33.3 Etiology and Embryological Considerations

To date, etiology is still poorly understood but a multifactorial theory, involving genetic and acquired factors during pregnancy, is the most accredited. A number of environmental elements have been reported as being associated with ECs, including maternal malnutrition deficiencies, exposure to various teratogens (such as aflatoxin), advanced paternal age, and long intervals between pregnancies. 18 Other factors have been investigated, such as hyperthermia, viral infection, hypervitaminosis, hypoxia, irradiation, and folic acid insufficiency, but their role is not yet proven. 11

Some preliminary embryological considerations are necessary in order to better understand developmental anomalies of a complex and not yet fully clarified system.

Summarily, neural development is one of the earliest systems to begin and the last to be completed after birth.
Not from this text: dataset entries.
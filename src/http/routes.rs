//! HTTP route definitions

use axum::{
    extract::{Path, State},
    http::{header, Method, StatusCode},
    response::{IntoResponse, Json},
    routing::get,
    Router,
};
use serde::Serialize;
use tower_http::{cors::CorsLayer, trace::TraceLayer};
use uuid::Uuid;

use crate::app::AppState;
use crate::engine::EngineError;
use crate::game::MatchSnapshot;
use crate::util::time::uptime_secs;
use crate::ws::handler::ws_handler;

/// Build the application router
pub fn build_router(state: AppState) -> Router {
    // CORS configuration - support multiple origins (comma-separated in CLIENT_ORIGIN)
    let allowed_origins: Vec<header::HeaderValue> = state
        .config
        .client_origin
        .split(',')
        .filter_map(|s| s.trim().parse::<header::HeaderValue>().ok())
        .collect();

    let cors = CorsLayer::new()
        .allow_origin(allowed_origins)
        .allow_methods([Method::GET, Method::OPTIONS])
        .allow_headers([header::AUTHORIZATION, header::CONTENT_TYPE])
        .allow_credentials(true);

    Router::new()
        .route("/health", get(health_handler))
        .route("/ws", get(ws_handler))
        .route("/matches/:id/state", get(match_state_handler))
        .layer(TraceLayer::new_for_http())
        .layer(cors)
        .with_state(state)
}

// ============================================================================
// Health endpoint
// ============================================================================

#[derive(Serialize)]
struct HealthResponse {
    status: &'static str,
    uptime_secs: u64,
    cached_matches: usize,
    running_tickers: usize,
    open_rooms: usize,
}

async fn health_handler(State(state): State<AppState>) -> Json<HealthResponse> {
    Json(HealthResponse {
        status: "ok",
        uptime_secs: uptime_secs(),
        cached_matches: state.engine.cached_matches(),
        running_tickers: state.ticker.running_count(),
        open_rooms: state.rooms.room_count(),
    })
}

// ============================================================================
// Match state probe
// ============================================================================

/// Authoritative snapshot of one match, read through the engine cache
async fn match_state_handler(
    State(state): State<AppState>,
    Path(id): Path<Uuid>,
) -> Result<Json<MatchSnapshot>, AppError> {
    let game = state.engine.inspect(id).await?;
    Ok(Json(MatchSnapshot::from(&game)))
}

// ============================================================================
// Error handling
// ============================================================================

#[derive(Debug, thiserror::Error)]
pub enum AppError {
    #[error("Not found: {0}")]
    NotFound(String),

    #[error("Conflict: {0}")]
    Conflict(String),

    #[error("Service unavailable: {0}")]
    Unavailable(String),
}

impl From<EngineError> for AppError {
    fn from(e: EngineError) -> Self {
        match e {
            EngineError::MatchNotFound(_) => AppError::NotFound(e.to_string()),
            EngineError::Match(_) => AppError::Conflict(e.to_string()),
            EngineError::Port(_) => AppError::Unavailable(e.to_string()),
        }
    }
}

impl IntoResponse for AppError {
    fn into_response(self) -> axum::response::Response {
        let (status, message) = match &self {
            AppError::NotFound(msg) => (StatusCode::NOT_FOUND, msg.clone()),
            AppError::Conflict(msg) => (StatusCode::CONFLICT, msg.clone()),
            AppError::Unavailable(msg) => (StatusCode::SERVICE_UNAVAILABLE, msg.clone()),
        };

        let body = serde_json::json!({
            "error": message
        });

        (status, Json(body)).into_response()
    }
}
The nervous system (NS) develops when the notochord induces its overlying ectoderm to become neuroectoderm and to develop into the neural plate. The neural plate folds along its central axis to form a neural groove lined on each side by a neural fold. The two neural folds fuse together and pinch off to become the neural tube, open initially at each end (rostral and caudal neuropore), both closing before the end of the fourth week (neurulation process). Practically, the original ectoderm divides into three sets of cells: (1) the internally positioned neural tube, which will form the brain and spinal cord, (2) the externally positioned epidermis of the skin (surface ectoderm), and (3) the neural crest (NC) cells in the region that connects the neural tube and epidermis 19 (▶ Fig. 33.2). Before neural folds completely merge to form the neural tube, the rostral population of NC cells migrates to embryonic pharynx leading to the formation of five pairs of arches, each containing ectoderm, endoderm, and mesenchyme. NC cells of the first two arches contribute to cranial skeletal elements and associated connective tissue. 20 Around the fourth week post-conception, mesenchyme, derived from the paraxial mesoderm and NC, condenses to form the base of the ectomeningeal capsule. This process takes place well after the primordial brain, cranial nerves, eyes, and major intracerebral blood vessels have begun differentiation. 9 The further development of the cranium originates from ossification centers within the mesenchyme of the rudimentary skull, consisting in membranous neurocranium (that will form the flat bones of the skull), cartilaginous neurocranium or chondrocranium (that will form most of the cranial base), and viscerocranium (that will form the facial skeleton), each characterized by a specific ossification mechanism. 21

Fig. 33.2 Neurulation and neural crest migration. Notochord forms from mesoderm cell soon after gastrulation is complete. Signals from notochord cause inward folding of the ectoderm at the neural plate. Ends of neural plates fuse and disconnect to form an autonomous neural tube. Near the time of neural tube closure, the neural crest cells go through an epithelial to mesenchymal transition and delaminate from the neural folds or dorsal neural tube and migrate along defined pathways. They will differentiate to form most of the peripheral nervous system as well as cartilages, bones, muscles, and connective tissue.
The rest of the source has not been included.